A term originally used to refer to prepaid health plans (generally, health maintenance organizations [HMOs]) that furnish care through a network of providers under a fixed budget and manage costs. Increasingly, the term is also used to include preferred provider organizations (PPOs).
Medicare managed care includes a combination of risk- and cost-based plans. Risk-based plans receive a fixed prepayment per beneficiary per month to help pay for the cost of all covered services that a beneficiary may use. Each year, the Centers for Medicare & Medicaid Services (CMS) announces a benchmark amount for each county for coverage of Medicare Part A and Part B services. A managed care plan contracting with Medicare then submits a bid, which represents the revenue it needs to cover these services. If the bid is above the benchmark, the difference must be charged in a premium to the enrollees of the plan. If the bid is below the benchmark, then a portion of the difference must be used to provide additional benefits to enrollees, with the Medicare trust funds receiving the remaining share. The term Medicare Advantage is used to refer to managed care plans, including HMOs, PPOs, private fee-for-service plans, special needs plans, Medicare medical savings account plans, and certain other types of plans.
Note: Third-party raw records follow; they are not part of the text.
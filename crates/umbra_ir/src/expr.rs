use ordered_float::OrderedFloat;
use umbra_type::{symbol::SymbolId, types::TypeId, Id};

use crate::decl::DeclId;

pub type ExprId = Id<Expr>;

/// A typed expression node. `ty` is the expression's static type; it may be
/// an alias and is canonicalised before any backend dispatch.
#[derive(Debug, Clone, PartialEq, Eq, Hash)]
pub struct Expr {
  pub kind: ExprKind,
  pub ty: TypeId,
}

#[derive(Debug, Clone, PartialEq, Eq, Hash)]
pub enum ExprKind {
  /// An explicit deep copy. Pass-through for backends whose value
  /// representation is persistent.
  Clone(ExprId),
  Binary {
    op: BinOp,
    left: ExprId,
    right: ExprId,
  },
  BoolLit(bool),
  IntLit(i64),
  FloatLit(OrderedFloat<f64>),
  /// The default value of the node's type.
  Default,
  MapGet {
    map: ExprId,
    key: ExprId,
  },
  SeqGet {
    seq: ExprId,
    index: ExprId,
  },
  Var(DeclId),
  /// A read of a linear (move-tracked) variable that does not consume it.
  LinearRef(DeclId),
  TupleGet {
    base: ExprId,
    index: u32,
  },
  FieldGet {
    base: ExprId,
    field: SymbolId,
  },
  StringLit(String),
}

impl ExprKind {
  pub fn kind_name(&self) -> &'static str {
    match self {
      ExprKind::Clone(_) => "clone",
      ExprKind::Binary { .. } => "binary",
      ExprKind::BoolLit(_) => "bool literal",
      ExprKind::IntLit(_) => "int literal",
      ExprKind::FloatLit(_) => "float literal",
      ExprKind::Default => "default",
      ExprKind::MapGet { .. } => "map access",
      ExprKind::SeqGet { .. } => "seq access",
      ExprKind::Var(_) => "variable",
      ExprKind::LinearRef(_) => "linear ref",
      ExprKind::TupleGet { .. } => "tuple access",
      ExprKind::FieldGet { .. } => "named tuple access",
      ExprKind::StringLit(_) => "string literal",
    }
  }
}

#[derive(Debug, Clone, Copy, PartialEq, Eq, Hash)]
pub enum BinOp {
  Add,
  Sub,
  Mul,
  Div,

  Lt,
  Le,
  Gt,
  Ge,

  And,
  Or,

  Eq,
  Neq,
}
Cost-based plans are offered by an HMO or a competitive medical plan and are paid for their “reasonable costs” in providing Medicare services to enrollees, based on annual cost reports filed with CMS. For current definitions of the various Medicare managed care plans, see Chapter 1, section 30, Other MA plans, in the CMS “Medicare Managed Care Manual,” available from: https://www.cms.gov/Regulations-and-Guidance/Guidance/Manuals/Downloads/mc86c01.pdf .
Medicare enrollees can choose to enroll in a managed care program (if available) or to receive services on a fee-for-service basis.